Segment Open

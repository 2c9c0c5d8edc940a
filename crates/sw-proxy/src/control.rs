use crate::proxy::AppState;
use axum::extract::ws::{Message, WebSocket};
use axum::extract::{State, WebSocketUpgrade};
use axum::response::IntoResponse;
use axum::routing::{get, post};
use axum::{Json, Router};
use serde::Serialize;
use std::sync::Arc;
use sw_cache::control::{ControlCommand, ControlReply};
use sw_cache::lifecycle::LifecycleState;
use sw_cache::metrics::MetricsSnapshot;
use tokio::sync::broadcast;
use tokio_util::sync::CancellationToken;

/// Combined state for the control router (holds both AppState and broadcast sender).
#[derive(Clone)]
pub struct ControlState {
    pub app: Arc<AppState>,
    pub tx: broadcast::Sender<MetricsSnapshot>,
}

pub fn router(state: ControlState) -> Router {
    Router::new()
        .route("/api/message", post(message_handler))
        .route("/api/metrics", get(metrics_handler))
        .route("/ws/metrics", get(ws_metrics_handler))
        .with_state(state)
}

/// Background task that snapshots metrics every 500ms and broadcasts to clients.
pub async fn metrics_broadcaster(
    state: Arc<AppState>,
    tx: broadcast::Sender<MetricsSnapshot>,
    shutdown: CancellationToken,
) {
    let mut interval = tokio::time::interval(tokio::time::Duration::from_millis(500));

    loop {
        tokio::select! {
            _ = shutdown.cancelled() => break,
            _ = interval.tick() => {
                // Ignore send errors (no subscribers)
                let _ = tx.send(state.worker.metrics_snapshot());
            }
        }
    }
}

/// POST /api/message: the page → worker message channel.
pub async fn message_handler(
    State(state): State<ControlState>,
    Json(cmd): Json<ControlCommand>,
) -> Json<ControlReply> {
    Json(state.app.worker.handle_message(cmd))
}

#[derive(Serialize)]
struct StatusResponse {
    state: LifecycleState,
    clients_claimed: bool,
    hit_rate: f64,
    metrics: MetricsSnapshot,
}

/// GET /api/metrics: one-shot snapshot plus lifecycle state.
pub async fn metrics_handler(State(state): State<ControlState>) -> impl IntoResponse {
    let worker = &state.app.worker;
    let metrics = worker.metrics_snapshot();
    Json(StatusResponse {
        state: worker.state(),
        clients_claimed: worker.clients_claimed(),
        hit_rate: metrics.hit_rate(),
        metrics,
    })
}

/// WebSocket upgrade handler for /ws/metrics.
pub async fn ws_metrics_handler(
    ws: WebSocketUpgrade,
    State(state): State<ControlState>,
) -> impl IntoResponse {
    ws.on_upgrade(move |socket| handle_ws_client(socket, state.tx))
}

async fn handle_ws_client(mut socket: WebSocket, tx: broadcast::Sender<MetricsSnapshot>) {
    let mut rx = tx.subscribe();

    loop {
        match rx.recv().await {
            Ok(snapshot) => {
                let reply = ControlReply::PerformanceMetrics { metrics: snapshot };
                let json = match serde_json::to_string(&reply) {
                    Ok(j) => j,
                    Err(_) => continue,
                };
                if socket.send(Message::Text(json.into())).await.is_err() {
                    break; // Client disconnected
                }
            }
            Err(broadcast::error::RecvError::Lagged(_)) => continue,
            Err(broadcast::error::RecvError::Closed) => break,
        }
    }
}

#[cfg(test)]
mod tests {
    use super::*;
    use crate::testing::{test_state, FakeNetwork};
    use axum::body::Body;
    use axum::http::{Request, StatusCode};
    use http_body_util::BodyExt;
    use tower::ServiceExt;

    fn app(network: Arc<FakeNetwork>) -> (Router, Arc<AppState>) {
        let state = test_state(network);
        let (tx, _) = broadcast::channel(4);
        let router = router(ControlState {
            app: Arc::clone(&state),
            tx,
        });
        (router, state)
    }

    async fn post_json(app: Router, body: &str) -> (StatusCode, serde_json::Value) {
        let resp = app
            .oneshot(
                Request::post("/api/message")
                    .header("content-type", "application/json")
                    .body(Body::from(body.to_string()))
                    .unwrap(),
            )
            .await
            .unwrap();
        let status = resp.status();
        let bytes = resp.into_body().collect().await.unwrap().to_bytes();
        let json = serde_json::from_slice(&bytes).unwrap_or(serde_json::Value::Null);
        (status, json)
    }

    #[tokio::test]
    async fn get_performance_metrics_replies_with_snapshot() {
        let (app, _) = app(FakeNetwork::new());
        let (status, json) = post_json(app, r#"{"type":"GET_PERFORMANCE_METRICS"}"#).await;
        assert_eq!(status, StatusCode::OK);
        assert_eq!(json["type"], "PERFORMANCE_METRICS");
        assert_eq!(json["metrics"]["cacheHits"], 0);
    }

    #[tokio::test]
    async fn clear_cache_empties_storage() {
        let network = FakeNetwork::new();
        network.route("http://localhost:8080/assets/js/main.js", "console.log(1)");
        let (app, state) = app(network);

        let req = sw_cache::fetch::RequestInfo::get(
            url::Url::parse("http://localhost:8080/assets/js/main.js").unwrap(),
        );
        state.worker.handle_fetch(req).await;
        assert!(!state.worker.storage().keys().is_empty());

        let (status, json) = post_json(app, r#"{"type":"CLEAR_CACHE"}"#).await;
        assert_eq!(status, StatusCode::OK);
        assert_eq!(json["type"], "ACK");
        assert!(state.worker.storage().keys().is_empty());
        assert_eq!(state.worker.metrics_snapshot().network_requests, 0);
    }

    #[tokio::test]
    async fn unknown_message_is_rejected() {
        let (app, _) = app(FakeNetwork::new());
        let (status, _) = post_json(app, r#"{"type":"SELF_DESTRUCT"}"#).await;
        assert!(status.is_client_error());
    }

    #[tokio::test]
    async fn metrics_endpoint_reports_state() {
        let (app, _) = app(FakeNetwork::new());
        let resp = app
            .oneshot(Request::get("/api/metrics").body(Body::empty()).unwrap())
            .await
            .unwrap();
        let bytes = resp.into_body().collect().await.unwrap().to_bytes();
        let json: serde_json::Value = serde_json::from_slice(&bytes).unwrap();
        assert_eq!(json["state"], "parsed");
        assert_eq!(json["clients_claimed"], false);
    }
}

Segment Closed

What to produce: Each line containing the word "oneshot" must be pulled from the listing and copied.

Solved problem:
            .oneshot(
            .oneshot(Request::get("/api/metrics").body(Body::empty()).unwrap())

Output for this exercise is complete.